2 Description of global wind models
The wind models used here were calculated using the METUJE code (Krtička & Kubát 2010, 2017), which provides global (unified) models of the stellar photosphere and wind. The code solves the radiative transfer equation, the kinetic (statistical) equilibrium equations, and hydrodynamic equations (equations of continuity, momentum, and energy) both in the photosphereand in the wind. The code assumes that the flow is stationary (time-independent) and spherically symmetric.
The radiative transfer equation is solved in the comoving frame (CMF) following the method proposed by Mihalas et al. (1975). We include line and continuum transitions relevant in atmospheres of hot stars in the radiative transfer equation. The inner boundary condition for the radiative transfer equation is derived from the diffusion approximation, and we assume no infalling radiation at the outer boundary.
The ionization and excitation state of considered elements was calculated from the kinetic equilibrium equations (also called NLTE equations). These equations account for the radiative and collisional excitation, deexcitation, ionization, and recombination. Part of the models of ions was adopted from the TLUSTY model stellar atmosphere input data (Lanz & Hubeny 2003, 2007). To prepare the remaining ionic models listed in Krtička & Kubát (2009) and not included in TLUSTY input data we use the same strategy as in TLUSTY, that is, the data are based on the Opacity and Iron Project calculations (Seaton et al. 1992; Hummer et al. 1993) and corrected by the observational data available in the NIST database (Kramida et al. 2015). For phosphorus the ionic model was prepared using data described by Pauldrach et al. (2001). The low-lying levels of ions are included explicitly in the calculations, while the higher levels are merged into superlevels (see Lanz & Hubeny 2003, 2007, for details). The bound-free radiative rates are consistently calculated from the CMF mean intensity, while for the bound–bound rates we still use the Sobolev approximation.

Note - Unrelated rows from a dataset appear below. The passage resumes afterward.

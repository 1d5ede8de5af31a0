//! Cron-facing HTTP surface for the market sync pipeline.
//!
//! One route does the work: `GET /sync`, guarded by a bearer secret the cron
//! scheduler sends. The handler maps the coordinator's outcome onto the
//! status codes the scheduler understands: 200 for a completed run (including
//! "nothing new"), 409 when another run holds the lock, 500 when the run
//! itself failed. `/health` exists for the hosting platform's probes.

use std::sync::Arc;

use async_trait::async_trait;
use axum::{
    extract::State,
    http::{header, HeaderMap, StatusCode},
    response::{IntoResponse, Response},
    routing::get,
    Json, Router,
};
use pm_sync::{RunOutcome, SyncCoordinator, SyncResult};
use serde_json::json;
use tokio::net::TcpListener;
use tracing::{error, info};

/// Seam between the router and the pipeline so handlers can be exercised
/// without a database or upstream subgraphs.
#[async_trait]
pub trait SyncRunner: Send + Sync {
    async fn run_sync(&self, full: bool) -> SyncResult<RunOutcome>;
}

#[async_trait]
impl SyncRunner for SyncCoordinator {
    async fn run_sync(&self, full: bool) -> SyncResult<RunOutcome> {
        self.run(full).await
    }
}

pub struct AppState {
    runner: Arc<dyn SyncRunner>,
    cron_secret: String,
}

impl AppState {
    pub fn new(runner: Arc<dyn SyncRunner>, cron_secret: impl Into<String>) -> Self {
        Self {
            runner,
            cron_secret: cron_secret.into(),
        }
    }
}

pub fn app(state: AppState) -> Router {
    Router::new()
        .route("/sync", get(sync_handler))
        .route("/health", get(health_handler))
        .with_state(Arc::new(state))
}

pub async fn serve(state: AppState, port: u16) -> std::io::Result<()> {
    let listener = TcpListener::bind(("0.0.0.0", port)).await?;
    info!("Listening on 0.0.0.0:{}", port);
    axum::serve(listener, app(state)).await
}

async fn sync_handler(State(state): State<Arc<AppState>>, headers: HeaderMap) -> Response {
    if !authorized(&headers, &state.cron_secret) {
        return (
            StatusCode::UNAUTHORIZED,
            Json(json!({ "error": "Unauthenticated." })),
        )
            .into_response();
    }

    match state.runner.run_sync(false).await {
        Ok(RunOutcome::Completed(report)) => {
            let mut body = json!({
                "success": true,
                "processed": report.processed,
                "total": report.total,
                "errors": report.errors.len(),
                "errorDetails": report.errors,
            });
            if let Some(message) = &report.message {
                body["message"] = json!(message);
            }
            (StatusCode::OK, Json(body)).into_response()
        }
        Ok(RunOutcome::Skipped) => (
            StatusCode::CONFLICT,
            Json(json!({
                "success": false,
                "message": "Sync already running",
                "skipped": true,
            })),
        )
            .into_response(),
        Err(e) => {
            error!("Sync run failed: {}", e);
            (
                StatusCode::INTERNAL_SERVER_ERROR,
                Json(json!({ "success": false, "error": e.to_string() })),
            )
                .into_response()
        }
    }
}

async fn health_handler() -> Json<serde_json::Value> {
    Json(json!({ "status": "ok" }))
}

fn authorized(headers: &HeaderMap, secret: &str) -> bool {
    let Some(value) = headers.get(header::AUTHORIZATION).and_then(|v| v.to_str().ok()) else {
        return false;
    };
    value == format!("Bearer {}", secret)
}
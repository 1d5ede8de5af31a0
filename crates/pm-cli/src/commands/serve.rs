use std::sync::Arc;

use anyhow::Result;
use clap::Args;
use pm_core::Config;
use pm_web::AppState;
use tracing::info;

use super::sync::build_coordinator;

#[derive(Args, Debug)]
pub struct ServeCommand {
  /// Port to listen on
  #[arg(short, long, default_value_t = 3000, env = "PORT")]
  port: u16,
}

pub async fn execute(cmd: ServeCommand, config: Config) -> Result<()> {
  let coordinator = build_coordinator(&config)?;
  let state = AppState::new(Arc::new(coordinator), config.cron_secret.clone());
  info!("Starting sync trigger server");
  pm_web::serve(state, cmd.port).await?;
  Ok(())
}
//! # pm-sync
//!
//! The incremental market synchronization pipeline.
//!
//! One run pulls condition records from two GraphQL subgraphs, merges them,
//! drops already-ingested and disallowed conditions, fetches each remaining
//! condition's metadata document from the content gateway, and persists
//! condition, event, market, outcome, and tag rows in dependency order.
//! Runs are single-flight, cursor-resumable, and bounded by a wall-clock
//! time budget.

pub mod assets;
pub mod coordinator;
pub mod cursor;
pub mod error;
pub mod filter;
pub mod merge;
pub mod metadata;
pub mod pipeline;
pub mod types;
pub mod writer;

pub mod adapters;

#[cfg(test)]
pub(crate) mod test_support;

// Re-export commonly used types
pub use coordinator::{SyncCoordinator, SyncDeps, SUBGRAPH_NAME};
pub use error::{SyncError, SyncResult};
pub use pipeline::{ConditionSource, IconStore, MetadataGateway};
pub use types::{ConditionError, MergedCondition, RunOutcome, RunReport};

// Prelude for convenient imports
pub mod prelude {
  pub use crate::{
    ConditionError, ConditionSource, IconStore, MergedCondition, MetadataGateway, RunOutcome,
    RunReport, SyncCoordinator, SyncDeps, SyncError, SyncResult,
  };
}
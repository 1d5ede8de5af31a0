//! # pm-client
//!
//! HTTP clients used by the sync pipeline:
//! - [`SubgraphClient`]: paginated GraphQL condition queries against the
//!   Activity and PnL subgraphs
//! - [`GatewayClient`]: content-addressed metadata/image retrieval
//! - [`StorageClient`]: object-storage uploads for icons

pub mod gateway;
pub mod storage;
pub mod subgraph;

pub use gateway::GatewayClient;
pub use storage::StorageClient;
pub use subgraph::{ActivityCondition, PnlCondition, SubgraphClient};
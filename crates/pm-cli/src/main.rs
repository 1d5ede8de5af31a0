/*
 *
 *
 *
 *
 * MIT License
 * Copyright (c) 2025. Dwight J. Browne
 * dwight[-dot-]browne[-at-]dwightjbrowne[-dot-]com
 *
 *
 * Permission is hereby granted, free of charge, to any person obtaining a copy
 * of this software and associated documentation files (the "Software"), to deal
 * in the Software without restriction, including without limitation the rights
 * to use, copy, modify, merge, publish, distribute, sublicense, and/or sell
 * copies of the Software, and to permit persons to whom the Software is
 * furnished to do so, subject to the following conditions:
 *
 * The above copyright notice and this permission notice shall be included in all
 * copies or substantial portions of the Software.
 *
 * THE SOFTWARE IS PROVIDED "AS IS", WITHOUT WARRANTY OF ANY KIND, EXPRESS OR
 * IMPLIED, INCLUDING BUT NOT LIMITED TO THE WARRANTIES OF MERCHANTABILITY,
 * FITNESS FOR A PARTICULAR PURPOSE AND NONINFRINGEMENT. IN NO EVENT SHALL THE
 * AUTHORS OR COPYRIGHT HOLDERS BE LIABLE FOR ANY CLAIM, DAMAGES OR OTHER
 * LIABILITY, WHETHER IN AN ACTION OF CONTRACT, TORT OR OTHERWISE, ARISING FROM,
 * OUT OF OR IN CONNECTION WITH THE SOFTWARE OR THE USE OR OTHER DEALINGS IN THE
 * SOFTWARE.
 */

use anyhow::Result;
use clap::{Parser, Subcommand};
use dotenvy::dotenv;

mod commands;
use commands::{
  serve::ServeCommand,
  sync::{SyncCommands, handle_sync},
};

#[derive(Parser, Debug)]
#[command(author, version, about, long_about = None)]
#[command(name = "pm")]
#[command(propagate_version = true)]
struct Cli {
  #[command(subcommand)]
  command: Commands,

  /// Verbose output
  #[arg(short, long, global = true)]
  verbose: bool,
}

#[derive(Subcommand, Debug)]
enum Commands {
  /// Run or inspect the market synchronization pipeline
  Sync {
    #[command(subcommand)]
    cmd: SyncCommands,
  },
  /// Serve the cron-facing HTTP trigger
  Serve(ServeCommand),
}

#[tokio::main]
async fn main() -> Result<()> {
  // Load environment variables
  dotenv().ok();

  // Parse CLI arguments
  let cli = Cli::parse();

  // Initialize logging
  let log_level = if cli.verbose { "debug" } else { "info" };
  tracing_subscriber::fmt().with_env_filter(log_level).init();

  // Load configuration
  let config = pm_core::Config::from_env()?;

  // Execute command
  match cli.command {
    Commands::Sync { cmd } => handle_sync(cmd, config).await?,
    Commands::Serve(cmd) => commands::serve::execute(cmd, config).await?,
  }

  Ok(())
}
/*
 *
 *
 *
 *
 * MIT License
 * Copyright (c) 2025. Dwight J. Browne
 * dwight[-at-]dwightjbrowne[-dot-]com
 *
 *
 * Permission is hereby granted, free of charge, to any person obtaining a copy
 * of this software and associated documentation files (the "Software"), to deal
 * in the Software without restriction, including without limitation the rights
 * to use, copy, modify, merge, publish, distribute, sublicense, and/or sell
 * copies of the Software, and to permit persons to whom the Software is
 * furnished to do so, subject to the following conditions:
 *
 * The above copyright notice and this permission notice shall be included in all
 * copies or substantial portions of the Software.
 *
 * THE SOFTWARE IS PROVIDED "AS IS", WITHOUT WARRANTY OF ANY KIND, EXPRESS OR
 * IMPLIED, INCLUDING BUT NOT LIMITED TO THE WARRANTIES OF MERCHANTABILITY,
 * FITNESS FOR A PARTICULAR PURPOSE AND NONINFRINGEMENT. IN NO EVENT SHALL THE
 * AUTHORS OR COPYRIGHT HOLDERS BE LIABLE FOR ANY CLAIM, DAMAGES OR OTHER
 * LIABILITY, WHETHER IN AN ACTION OF CONTRACT, TORT OR OTHERWISE, ARISING FROM,
 * OUT OF OR IN CONNECTION WITH THE SOFTWARE OR THE USE OR OTHER DEALINGS IN THE
 * SOFTWARE.
 */

//! Seams between the pipeline and the outside world.
//!
//! The coordinator and writer only speak to these traits; production wiring
//! adapts the HTTP clients onto them (see `adapters`), tests use in-memory
//! fakes.

use std::time::Instant;

use async_trait::async_trait;
use pm_client::{ActivityCondition, PnlCondition};

use crate::error::SyncResult;

/// The two upstream subgraphs, cursor- and deadline-aware
#[async_trait]
pub trait ConditionSource: Send + Sync {
  /// Activity-subgraph conditions created strictly after `after`
  async fn activity_conditions(
    &self,
    after: Option<i64>,
    deadline: Instant,
  ) -> SyncResult<Vec<ActivityCondition>>;

  /// PnL-subgraph conditions created strictly after `after`
  async fn pnl_conditions(
    &self,
    after: Option<i64>,
    deadline: Instant,
  ) -> SyncResult<Vec<PnlCondition>>;
}

/// Content-addressed retrieval of metadata documents and image assets
#[async_trait]
pub trait MetadataGateway: Send + Sync {
  async fn metadata_document(&self, content_hash: &str) -> SyncResult<serde_json::Value>;

  async fn asset_bytes(&self, content_hash: &str) -> SyncResult<Vec<u8>>;
}

/// Destination for mirrored icons; returns the stored object's public URL
#[async_trait]
pub trait IconStore: Send + Sync {
  async fn store_icon(
    &self,
    path: &str,
    content_type: &str,
    bytes: Vec<u8>,
  ) -> SyncResult<String>;
}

Three different methods are needed to solve the energy equation. We use a differential form of the transfer equation deep in the photosphere, while the integral form of this equation is advantageous in the upper layers of the photosphere (Kubát 1996). The electron thermal balance method (Kubát et al. 1999) is applied in the wind. The individual terms in the energy equation are taken from the CMF radiative field. The hydrodynamical equations, that is, the continuity equation, equation of motion, and the energy equation, are solved iteratively to obtain the wind density, velocity, and temperature structure. The iterations of hydrodynamical equations are performed using the Newton–Raphson method (see Fig. 1 for convergence properties). The derivatives of the CMF radiative force with respect to the flow variables within the Newton–Raphson iteration step are approximated from the line force in the Sobolev approximation corrected by the CMF line force (Krtička & Kubát 2010). We use the “shooting method” to derive an estimate of the mass-loss rate. We calculate a series of wind models with variable base velocity and search for the base velocity which provides a smooth transonic solution with maximum mass-loss rate (Krtička & Kubát 2017). The radiative force due to line and continuum transitions is calculated in the CMF. The line data for the calculation of the line force were taken from the VALD database (Piskunov et al. 1995; Kupka et al. 1999) with some updates using the NIST data (Kramida et al. 2015).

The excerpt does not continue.